Frances Payne Bolton School of Nursing, Case Western Reserve University , Cleveland, OH , USA.
Front Public Health. 2016 Sep 12;4:165. doi: 10.3389/fpubh.2016.00165. eCollection 2016.
A critical public health objective is to optimize and disseminate self-management interventions for the 56.7 million adults living with chronic disabling conditions in the United States. A possible strategy to optimize the effectiveness of self-management interventions is to understand how best to tailor self-management interventions to the needs and circumstances of each participant. Thus, the purpose of this scoping review was to describe randomized controlled trials (RCTs) of tailored self-management interventions in adults with neurological and musculoskeletal conditions that characteristically result in mobility impairments. The 13 RCTs included in the scoping review typically compared tailored interventions to non-tailored interventions or usual care among adults with chronic pain, stroke, and/or arthritis.

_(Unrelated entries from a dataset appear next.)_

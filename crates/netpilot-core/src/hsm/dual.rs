//! Dual-default states: both wifi and mobile carry default routes, the
//! preferred one at a lower metric. `WifiDefault` prefers wifi,
//! `MobileDefault` prefers mobile.

use serde::{Deserialize, Serialize};
use tracing::{debug, info};

use super::message::Message;
use super::smart::{dual_state_for, ConnectedDefaultNetworkSet};
use super::{Disposition, StateId};
use crate::broadcast::Delivery;
use crate::connectivity::Connectivity;
use crate::inet::InetDomain;
use crate::tracker::TrackerEvent;
use crate::types::{DetailedState, NetworkInfo, NetworkType, State};

#[derive(Debug, Clone, Copy, PartialEq, Eq, Serialize, Deserialize)]
pub struct DualPair {
    /// Preferred network of the state.
    pub mine: NetworkType,
    pub other: NetworkType,
    /// Network whose resolvers are listed first.
    pub dns_first: NetworkType,
}

impl DualPair {
    pub fn for_state(state: StateId) -> Option<DualPair> {
        let mine = match state {
            StateId::WifiDefault => NetworkType::WIFI,
            StateId::MobileDefault => NetworkType::MOBILE,
            _ => return None,
        };
        let other = ConnectedDefaultNetworkSet::partner(mine)?;
        Some(DualPair {
            mine,
            other,
            dns_first: mine,
        })
    }

    pub fn contains(&self, network_type: NetworkType) -> bool {
        self.mine == network_type || self.other == network_type
    }

    pub fn partner(&self, network_type: NetworkType) -> Option<NetworkType> {
        if network_type == self.mine {
            Some(self.other)
        } else if network_type == self.other {
            Some(self.mine)
        } else {
            None
        }
    }
}

fn set_metric(ctx: &mut Connectivity, network_type: NetworkType, metric: Option<u32>) {
    if let Some(row) = ctx.registry.get_mut(network_type) {
        row.attrs.metric = metric;
    }
}

fn republish(ctx: &mut Connectivity, network_type: NetworkType, metric: u32) {
    if let Some(lp) = ctx.registry.current_lp(network_type).cloned() {
        ctx.reconciler.republish_default_routes(&lp, metric);
    }
}

pub(crate) fn enter(state: StateId, ctx: &mut Connectivity) {
    let Some(pair) = DualPair::for_state(state) else {
        return;
    };
    let preferred = ctx.shared.config.dual_preferred_metric;
    let other = ctx.shared.config.dual_other_metric;
    info!(
        target: "route",
        "Dual default: {} at metric {}, {} at metric {}",
        pair.mine, preferred, pair.other, other
    );
    ctx.dual = Some(pair);
    set_metric(ctx, pair.mine, Some(preferred));
    set_metric(ctx, pair.other, Some(other));
    republish(ctx, pair.mine, preferred);
    republish(ctx, pair.other, other);
    ctx.publish_ordered_dns(pair.mine, Some(pair.other));
}

pub(crate) fn exit(ctx: &mut Connectivity) {
    ctx.dual = None;
    let types: Vec<NetworkType> = ctx.registry.iter().map(|row| row.network_type()).collect();
    for network_type in types {
        set_metric(ctx, network_type, None);
    }
}

/// The second network of the pair came up: install it alongside.
fn join(ctx: &mut Connectivity, info: &NetworkInfo) {
    ctx.complete_connect(info);
    ctx.inet.other.reset(Some(info.network_type));
}

/// The preferred network left; its partner becomes the only default.
fn promote(ctx: &mut Connectivity, pair: DualPair) {
    info!("{} left, {} is now the only default network", pair.mine, pair.other);
    ctx.active_default = Some(pair.other);
    ctx.dual = None;
    set_metric(ctx, pair.mine, None);
    set_metric(ctx, pair.other, None);
    republish(ctx, pair.other, 0);
    ctx.handle_dns_configuration_change(pair.other);
    ctx.inet.primary.reset(Some(pair.other));
    ctx.inet.other.reset(None);
}

/// The secondary network left while the preferred one stays.
fn drop_other(ctx: &mut Connectivity, pair: DualPair, info: &NetworkInfo) {
    if let Some(tracker) = ctx.tracker(pair.other) {
        tracker.set_teardown_requested(false);
    }
    let mut change = ctx.connectivity_change(info);
    if let Some(active) = ctx.active_default.and_then(|a| ctx.tracker(a)) {
        change.other_network = Some(active.network_info());
    }
    let do_reset = ctx.should_reset(pair.other);
    ctx.handle_connectivity_change(pair.other, do_reset);
    ctx.send_connectivity(change.clone(), Delivery::Immediate);
    ctx.send_connectivity(change, Delivery::Delayed);
    ctx.inet.other.reset(None);
    ctx.connected_defaults.remove(pair.other);
    ctx.publish_ordered_dns(pair.mine, None);
}

fn is_better_than_members(ctx: &Connectivity, network_type: NetworkType) -> bool {
    ctx.connected_defaults
        .members()
        .iter()
        .all(|member| ctx.outranks(network_type, *member))
}

fn sibling(state: StateId) -> StateId {
    match state {
        StateId::WifiDefault => StateId::MobileDefault,
        _ => StateId::WifiDefault,
    }
}

pub(crate) fn handle(state: StateId, ctx: &mut Connectivity, msg: &mut Message) -> Disposition {
    let Some(pair) = ctx.dual else {
        return Disposition::NotHandled;
    };
    match msg {
        Message::Tracker(TrackerEvent::StateChanged(info)) => {
            let info = info.clone();
            let network_type = info.network_type;
            if info.state == State::Connected {
                connect(ctx, pair, &info)
            } else if matches!(info.state, State::Disconnected | State::Suspended)
                && info.detailed_state != DetailedState::Idle
            {
                if network_type == pair.mine {
                    promote(ctx, pair);
                    ctx.connected_defaults.remove(pair.mine);
                    Disposition::DeferTo(StateId::Smart)
                } else if network_type == pair.other {
                    drop_other(ctx, pair, &info);
                    Disposition::Handled
                } else {
                    Disposition::NotHandled
                }
            } else {
                Disposition::NotHandled
            }
        }
        Message::SwitchConnectivity(target) => {
            let target = *target;
            if !ctx.connected_defaults.contains(target) || ctx.active_default == Some(target) {
                debug!(target: "hsm", "Switch to {} ignored", target);
                return Disposition::Handled;
            }
            if target == pair.mine {
                ctx.active_default = Some(target);
                ctx.handle_dns_configuration_change(target);
                ctx.inet.primary.reset(Some(target));
                if let Some(tracker) = ctx.tracker(target) {
                    let info = tracker.network_info();
                    ctx.send_connected_broadcast_delayed(&info);
                }
                Disposition::Handled
            } else {
                info!("Switching preferred default to {}", target);
                Disposition::DeferTo(sibling(state))
            }
        }
        Message::ReprioritizeDns(network_type) => {
            let first = *network_type;
            if !pair.contains(first) {
                return Disposition::Handled;
            }
            if let Some(dual) = ctx.dual.as_mut() {
                dual.dns_first = first;
            }
            ctx.publish_ordered_dns(first, pair.partner(first));
            Disposition::Handled
        }
        Message::InetConditionChange {
            network_type,
            condition,
        } if *network_type == pair.other => {
            ctx.inet_report(InetDomain::Other, pair.other, *condition);
            Disposition::Handled
        }
        _ => Disposition::NotHandled,
    }
}

fn connect(ctx: &mut Connectivity, pair: DualPair, info: &NetworkInfo) -> Disposition {
    let network_type = info.network_type;
    if network_type == pair.mine {
        return Disposition::NotHandled;
    }
    if network_type == pair.other {
        if !ctx.connected_defaults.contains(network_type) {
            ctx.connected_defaults.insert(network_type);
        }
        join(ctx, info);
        return Disposition::Handled;
    }
    if !ctx.is_default(network_type) {
        return Disposition::NotHandled;
    }
    if is_better_than_members(ctx, network_type) {
        info!(
            "{} outranks the dual defaults, tearing down {:?}",
            network_type,
            ctx.connected_defaults.members()
        );
        let members = ctx.connected_defaults.members().to_vec();
        for member in members {
            ctx.teardown(member);
        }
        ctx.connected_defaults.clear();
        return Disposition::DeferTo(StateId::Smart);
    }
    let metric = ctx.shared.config.dual_other_metric.saturating_add(1);
    info!(
        target: "route",
        "{} joins below the dual defaults at metric {}", network_type, metric
    );
    set_metric(ctx, network_type, Some(metric));
    ctx.complete_connect(info);
    Disposition::Handled
}

#[cfg(test)]
mod tests {
    use super::*;

    #[test]
    fn pair_for_each_dual_state() {
        let wifi = DualPair::for_state(StateId::WifiDefault).unwrap();
        assert_eq!(wifi.mine, NetworkType::WIFI);
        assert_eq!(wifi.other, NetworkType::MOBILE);
        assert_eq!(wifi.partner(NetworkType::MOBILE), Some(NetworkType::WIFI));

        let mobile = DualPair::for_state(StateId::MobileDefault).unwrap();
        assert_eq!(mobile.mine, NetworkType::MOBILE);
        assert!(DualPair::for_state(StateId::Smart).is_none());
    }

    #[test]
    fn dual_state_matches_the_active_network() {
        assert_eq!(dual_state_for(NetworkType::WIFI), StateId::WifiDefault);
        assert_eq!(dual_state_for(NetworkType::MOBILE), StateId::MobileDefault);
    }
}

The tailored interventions were diverse in their delivery formats, dosing, behavior change techniques, and tailoring strategies. We identified 13 personal characteristics (e.g., preferences and theoretical constructs) and 4 types of assessment formats (i.e., oral history, self-report questionnaires, provider-reported assessments, and medical records) that were used to tailor the self-management interventions. It was common to tailor intervention content using self-report questionnaires that assessed personal characteristics pertaining to impairments and preferences. Content was matched to personal characteristics using clinical judgment or computer algorithms. However, few studies adequately described the decision rules for matching content. To advance the science of tailoring self-management interventions, we recommend conducting comparative effectiveness research and further developing a taxonomy to standardize descriptions of tailoring. We discuss the opportunities that are now coalescing to optimize tailored self-management. We also provide examples of how to merge concepts from the self-management literature with conceptual frameworks of tailoring from the health communication literature.
优化和传播针对美国 5670 万患有慢性致残性疾病的成年人的自我管理干预措施是一项关键的公共卫生目标。优化自我管理干预措施效果的一种可能策略是了解如何根据每个参与者的需求和情况来最佳定制自我管理干预措施。因此,本范围综述的目的是描述针对患有神经和肌肉骨骼疾病且通常导致活动障碍的成年人的定制自我管理干预措施的随机对照试验 (RCT)。该范围综述中纳入的 13 项 RCT 通常将定制干预措施与慢性疼痛、中风和/或关节炎成年人的非定制干预措施或常规护理进行比较。定制干预措施在其交付格式、剂量、行为改变技术和定制策略方面存在差异。我们确定了 13 种个人特征(例如,偏好和理论结构)和 4 种评估格式(即口述历史、自我报告问卷、提供者报告的评估和医疗记录),用于定制自我管理干预措施。使用自我报告问卷评估与损伤和偏好相关的个人特征来定制干预内容是很常见的。使用临床判断或计算机算法将内容与个人特征匹配。然而,很少有研究充分描述了匹配内容的决策规则。为了推进定制自我管理干预措施的科学,我们建议开展比较有效性研究,并进一步开发一个分类法来标准化对定制的描述。我们讨论了现在正在聚集的优化定制自我管理的机会。我们还提供了如何将自我管理文献中的概念与健康传播文献中的定制概念框架融合的示例。